--- The data Enclosed Below ---

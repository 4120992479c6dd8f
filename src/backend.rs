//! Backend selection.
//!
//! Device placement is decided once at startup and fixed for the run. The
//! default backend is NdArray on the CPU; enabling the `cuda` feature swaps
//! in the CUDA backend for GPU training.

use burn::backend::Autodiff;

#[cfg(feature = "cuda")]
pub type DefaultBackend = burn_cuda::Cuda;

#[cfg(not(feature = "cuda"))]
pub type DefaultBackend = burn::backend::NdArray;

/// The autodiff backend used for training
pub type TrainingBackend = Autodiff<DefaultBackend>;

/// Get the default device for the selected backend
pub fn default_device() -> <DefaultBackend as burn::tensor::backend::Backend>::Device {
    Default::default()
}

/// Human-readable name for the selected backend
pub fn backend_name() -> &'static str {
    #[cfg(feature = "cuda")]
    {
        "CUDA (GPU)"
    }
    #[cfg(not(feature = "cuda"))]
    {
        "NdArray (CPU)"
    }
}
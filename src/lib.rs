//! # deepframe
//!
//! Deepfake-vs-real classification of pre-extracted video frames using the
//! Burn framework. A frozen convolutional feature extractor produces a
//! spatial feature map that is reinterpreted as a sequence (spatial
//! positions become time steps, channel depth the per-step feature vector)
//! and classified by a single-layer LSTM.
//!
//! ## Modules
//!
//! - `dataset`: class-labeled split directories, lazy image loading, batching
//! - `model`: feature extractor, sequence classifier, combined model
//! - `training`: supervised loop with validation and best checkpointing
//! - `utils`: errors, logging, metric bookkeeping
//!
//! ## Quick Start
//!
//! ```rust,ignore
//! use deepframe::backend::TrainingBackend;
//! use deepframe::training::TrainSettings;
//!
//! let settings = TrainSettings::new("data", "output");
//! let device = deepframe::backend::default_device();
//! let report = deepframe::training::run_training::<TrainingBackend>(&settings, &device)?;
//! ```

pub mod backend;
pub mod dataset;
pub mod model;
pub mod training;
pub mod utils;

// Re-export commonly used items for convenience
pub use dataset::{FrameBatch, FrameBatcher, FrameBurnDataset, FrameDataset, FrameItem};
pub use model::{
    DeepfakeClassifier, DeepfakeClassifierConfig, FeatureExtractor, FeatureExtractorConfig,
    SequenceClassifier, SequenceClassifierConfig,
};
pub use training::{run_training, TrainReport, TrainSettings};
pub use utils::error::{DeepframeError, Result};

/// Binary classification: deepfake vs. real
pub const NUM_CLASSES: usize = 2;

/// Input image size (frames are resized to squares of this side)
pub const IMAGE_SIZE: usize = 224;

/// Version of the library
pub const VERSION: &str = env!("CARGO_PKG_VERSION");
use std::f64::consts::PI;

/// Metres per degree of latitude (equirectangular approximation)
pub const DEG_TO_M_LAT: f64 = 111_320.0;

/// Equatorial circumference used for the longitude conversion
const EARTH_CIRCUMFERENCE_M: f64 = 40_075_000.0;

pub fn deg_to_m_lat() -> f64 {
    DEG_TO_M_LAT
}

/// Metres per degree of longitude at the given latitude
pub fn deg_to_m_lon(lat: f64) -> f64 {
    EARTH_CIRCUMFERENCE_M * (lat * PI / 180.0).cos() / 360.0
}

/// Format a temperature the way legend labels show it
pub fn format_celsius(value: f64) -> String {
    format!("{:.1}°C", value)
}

--- End of Enclosed The data ---

[Aim of the exercise]: Only the lines from the start of the material through the line containing "pub type TrainingBackend" belong in the answer, each copied exactly.

[Written response]:
repository 4120992479c6dd8f
filename src/backend.rs
//! Backend selection.
//!
//! Device placement is decided once at startup and fixed for the run. The
//! default backend is NdArray on the CPU; enabling the `cuda` feature swaps
//! in the CUDA backend for GPU training.

use burn::backend::Autodiff;

#[cfg(feature = "cuda")]
pub type DefaultBackend = burn_cuda::Cuda;

#[cfg(not(feature = "cuda"))]
pub type DefaultBackend = burn::backend::NdArray;

/// The autodiff backend used for training
pub type TrainingBackend = Autodiff<DefaultBackend>;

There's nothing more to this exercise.